# Planted Tank Newbie - Seeks advise for Shrimp Tank Plants.



## Spartacus (15 Aug 2013)

Hello,

I would like o ask for some advise regarding planting up my 60L shrimp tank.

I am doing a complete rescape due to failed attempts.

Am trying to get the tank to be as simple and balanced as possible in the past I had problems with algae and dosed liquid carbon and things didn't end well so I and determined to try and avoid such issues that lead o coming home to remove dead shrimp.

Will be using inert black gravel and probably Tropica plant Growth Substrate.

Here is an idea of the hardscape:






I have a bottle of Tropica Premium Plant Fert but wondering if I should also invest in a bottle of the Specialised for use with the following:

(Trying to achieve a range of colours)

Eleocharis SP (Used to the rear to give height two clumps left and right corners)
Ammania Sp Bonsai (I like the look of this plant but it falls under the medium difficulty category)
Hottonia Palustris 
Ludwiga Repens Rubin
Staurogyne Repens
Some form of Anubias
Christmas Moss for the redmoor to create a "tree"
HC Cuba for the carpet (I like the look of the dwarf baby tears but it falls under the advanced category?)

In the past I have tried to grow dwarf hairgrass and Fissidens with no suces I think what I did wrong is not have enough plants and the algae took over then I lost the battle.

So I am trying to go for a high density planted mass this time around and avoid my mistakes.

Any input would be greatly appreciated.

Nothing would make me happier for this to work out 

Best wishes,

Murray


----------



## sa80mark (15 Aug 2013)

Hi murray I to consider myself a newbie to planted tanks I think you are going to be heading for problems again, if your wanting a simple tank id be looking at low tech, some of the plants listed such as the hc are imo only really suited to high tech and require plenty of co2, you dont mention if you will be dosing either liquid carbon or pressurised co2 but to me as a general rule if your wanting to avoid these then 99% of carpet plants are out, someone much more knowledgeable will be able to advise you better than me but I would look into low tech shrimp tanks and go from there, some moses and plants like java fern along with many others are much better suited to easier shrimp tanks

Mark


----------



## stu_ (15 Aug 2013)

Hi
My first question would be what sort of lighting you'd be using?
IMHO when you first start out at this, keeping the lighting at lower intensity, good plant mass, and regular tank maintenance goes a long way to keeping you algae free.


----------



## Spartacus (15 Aug 2013)

Hi guys thanks for the input.

II did wonder about the HC - falling under the advanced category should have rung alarm bells.

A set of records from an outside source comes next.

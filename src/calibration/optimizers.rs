//! Bounded least-squares optimization.
//!
//! References:
//! - Levenberg (1944), Marquardt (1963).
//! - Nocedal and Wright, *Numerical Optimization* (2nd ed.), Ch. 10.

use nalgebra::{DMatrix, DVector};

use crate::calibration::core::{BoxConstraints, ConvergenceInfo, TerminationReason};
use crate::core::PricingError;

/// Output payload of a solver run.
#[derive(Debug, Clone)]
pub struct OptimisationResult {
    pub x: Vec<f64>,
    pub objective: f64,
    pub residuals: Vec<f64>,
    pub jacobian: DMatrix<f64>,
    pub convergence: ConvergenceInfo,
}

/// Levenberg-Marquardt tuning knobs.
#[derive(Debug, Clone, Copy)]
pub struct LmOptions {
    pub max_iterations: usize,
    pub initial_lambda: f64,
    pub lambda_up: f64,
    pub lambda_down: f64,
    pub gradient_tolerance: f64,
    pub step_tolerance: f64,
    pub objective_tolerance: f64,
    pub finite_diff_epsilon: f64,
    pub max_stagnation: usize,
}

impl Default for LmOptions {
    fn default() -> Self {
        Self {
            max_iterations: 80,
            initial_lambda: 1e-2,
            lambda_up: 3.0,
            lambda_down: 0.35,
            gradient_tolerance: 1e-6,
            step_tolerance: 1e-7,
            objective_tolerance: 1e-10,
            finite_diff_epsilon: 1e-4,
            max_stagnation: 20,
        }
    }
}

#[inline]
fn least_squares_objective(residuals: &[f64]) -> f64 {
    0.5 * residuals.iter().map(|r| r * r).sum::<f64>()
}

/// One-sided finite-difference Jacobian that never steps outside the box.
fn finite_difference_jacobian<F>(
    x: &[f64],
    base_residuals: &[f64],
    bounds: &BoxConstraints,
    eps_scale: f64,
    residual_fn: &mut F,
    objective_evaluations: &mut usize,
) -> DMatrix<f64>
where
    F: FnMut(&[f64]) -> Vec<f64>,
{
    let m = base_residuals.len();
    let n = x.len();
    let mut j = DMatrix::zeros(m, n);

    for c in 0..n {
        let mut xp = x.to_vec();
        let h = (x[c].abs() * eps_scale).max(1e-7);

        xp[c] = (x[c] + h).min(bounds.upper[c]);
        if (xp[c] - x[c]).abs() < 1e-14 {
            xp[c] = (x[c] - h).max(bounds.lower[c]);
        }

        let denom = xp[c] - x[c];
        if denom.abs() < 1e-14 {
            continue;
        }

        let rp = residual_fn(&xp);
        *objective_evaluations += 1;
        for r in 0..m {
            j[(r, c)] = (rp[r] - base_residuals[r]) / denom;
        }
    }

    j
}

/// Damped least-squares minimization of `residual_fn` inside `bounds`.
///
/// Iterates are projected back onto the box after each step. The damping
/// parameter scales up on rejected steps and down on accepted ones.
pub fn levenberg_marquardt<F>(
    initial: &[f64],
    bounds: &BoxConstraints,
    options: LmOptions,
    mut residual_fn: F,
) -> Result<OptimisationResult, PricingError>
where
    F: FnMut(&[f64]) -> Vec<f64>,
{
    if initial.len() != bounds.dimension() {
        return Err(PricingError::InvalidInput(
            "initial vector dimension does not match bounds".to_string(),
        ));
    }

    let mut x = bounds.clamp(initial);
    let mut evals = 0usize;
    let mut residuals = residual_fn(&x);
    evals += 1;
    if residuals.is_empty() {
        return Err(PricingError::InvalidInput(
            "residual function returned empty residual vector".to_string(),
        ));
    }

    let mut objective = least_squares_objective(&residuals);
    if !objective.is_finite() {
        return Err(PricingError::NumericalError(
            "objective is not finite at initial point".to_string(),
        ));
    }

    let mut lambda = options.initial_lambda.max(1e-12);
    let mut iterations = 0usize;
    let mut last_gradient_norm = f64::INFINITY;
    let mut last_step_norm = f64::INFINITY;
    let mut reason = TerminationReason::MaxIterations;
    let mut converged = false;
    let mut stagnation = 0usize;

    for iter in 0..options.max_iterations {
        iterations = iter + 1;

        let jacobian = finite_difference_jacobian(
            &x,
            &residuals,
            bounds,
            options.finite_diff_epsilon.max(1e-8),
            &mut residual_fn,
            &mut evals,
        );

        let r_vec = DVector::from_column_slice(&residuals);
        let jt = jacobian.transpose();
        let mut a = &jt * &jacobian;
        let g = &jt * r_vec;

        last_gradient_norm = g.norm();
        if !last_gradient_norm.is_finite() {
            reason = TerminationReason::NumericalFailure;
            break;
        }
        if last_gradient_norm <= options.gradient_tolerance {
            converged = true;
            reason = TerminationReason::GradientTolerance;
            break;
        }

        for i in 0..a.nrows() {
            a[(i, i)] += lambda * (a[(i, i)].abs() + 1.0);
        }

        let Some(delta) = a.lu().solve(&(-g)) else {
            lambda = (lambda * options.lambda_up).min(1e12);
            stagnation += 1;
            if stagnation >= options.max_stagnation {
                reason = TerminationReason::Stagnation;
                break;
            }
            continue;
        };

        last_step_norm = delta.norm();
        if last_step_norm <= options.step_tolerance {
            converged = true;
            reason = TerminationReason::StepTolerance;
            break;
        }

        let mut candidate = x.clone();
        for i in 0..candidate.len() {
            candidate[i] += delta[i];
        }
        candidate = bounds.clamp(&candidate);

        let candidate_residuals = residual_fn(&candidate);
        evals += 1;
        let candidate_obj = least_squares_objective(&candidate_residuals);

        if candidate_obj.is_finite() && candidate_obj + 1e-16 < objective {
            let improvement = (objective - candidate_obj).abs();
            x = candidate;
            residuals = candidate_residuals;
            objective = candidate_obj;
            lambda = (lambda * options.lambda_down).max(1e-12);
            stagnation = 0;

            if improvement <= options.objective_tolerance {
                converged = true;
                reason = TerminationReason::ObjectiveTolerance;
                break;
            }
        } else {
            lambda = (lambda * options.lambda_up).min(1e12);
            stagnation += 1;
            if stagnation >= options.max_stagnation {
                reason = TerminationReason::Stagnation;
                break;
            }
        }
    }

    let jacobian = finite_difference_jacobian(
        &x,
        &residuals,
        bounds,
        options.finite_diff_epsilon.max(1e-8),
        &mut residual_fn,
        &mut evals,
    );

    Ok(OptimisationResult {
        x,
        objective,
        residuals,
        jacobian,
        convergence: ConvergenceInfo {
            iterations,
            objective_evaluations: evals,
            gradient_norm: last_gradient_norm,
            step_norm: last_step_norm,
            converged,
            reason,
        },
    })
}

I do have a bottle of liquid carbon but tbh would rather just keep it simple (Bought it in my war against algae) Will need to research carpet / non carpet options 

Lighting consists of 2x 11w on timer.

Will have a look around 

Best wishes,

Murray


----------



## Manrock (15 Aug 2013)

I agree with the above. I run a small shrimp tank in my class at school and have no CO2 at all, not even liquid (I think it may be harmful to some inverts IMHO). You could look at low light plants and I've achieved a carpet using a plant that I can't find the name of! It grows really well in low-med light, no CO2. I'll post a pic if you're interested. I use crypts, dwarf sag, jave fern, moss and H. Japan with good results. Plus with low tech you can leave it alone for ages, no maintenance required! I haven't had to clean the glass for 4 months. Hope that helps.

Cheers


----------



## Lindy (15 Aug 2013)

You could try just using one of your lights at first to give your plants a chance to get going, you might find you don't need the second one at all. I don't have co2 or ferts in my shrimp tank but did use ADA Amazonia to allow me to grow lilaeopsis mauritiana. saggitaria platyphila and hygrophila pinnatifida (prob all spelt wrong) plus had the benefit of the ph buffering. Cherries ideally like a higher ph than crystal shrimp so it might not be good option for you if cherries are the goal. I use a Beamworks led purchased from aquaman on ebay and don't get algae apart from a little bba on the wood that rises up through suface of the water and is closest to light.


----------



## dw1305 (15 Aug 2013)

Hi all,
I'd definitely agree with "Manrock", lots of plants and low tech. is a good way to go with shrimps. I like some dead structural leaves, lots of moss (Java is ideal), _Anubias, any _Java Fern, _Cryptocoryne_, a couple of fine leaved plants (I use _Cabomba caroliniana_) and some floaters with good roots. If it will grow for you _Pistia stratiotes_ is the best floater for shrimp friendly roots, but _Salvinia_ or_ Limnobium_ will do. I really like _Bolbitis heudelotii_ as a low tech plant, it grows quite quickly once you have a "critical mass", but takes a bit of time to get there low tech.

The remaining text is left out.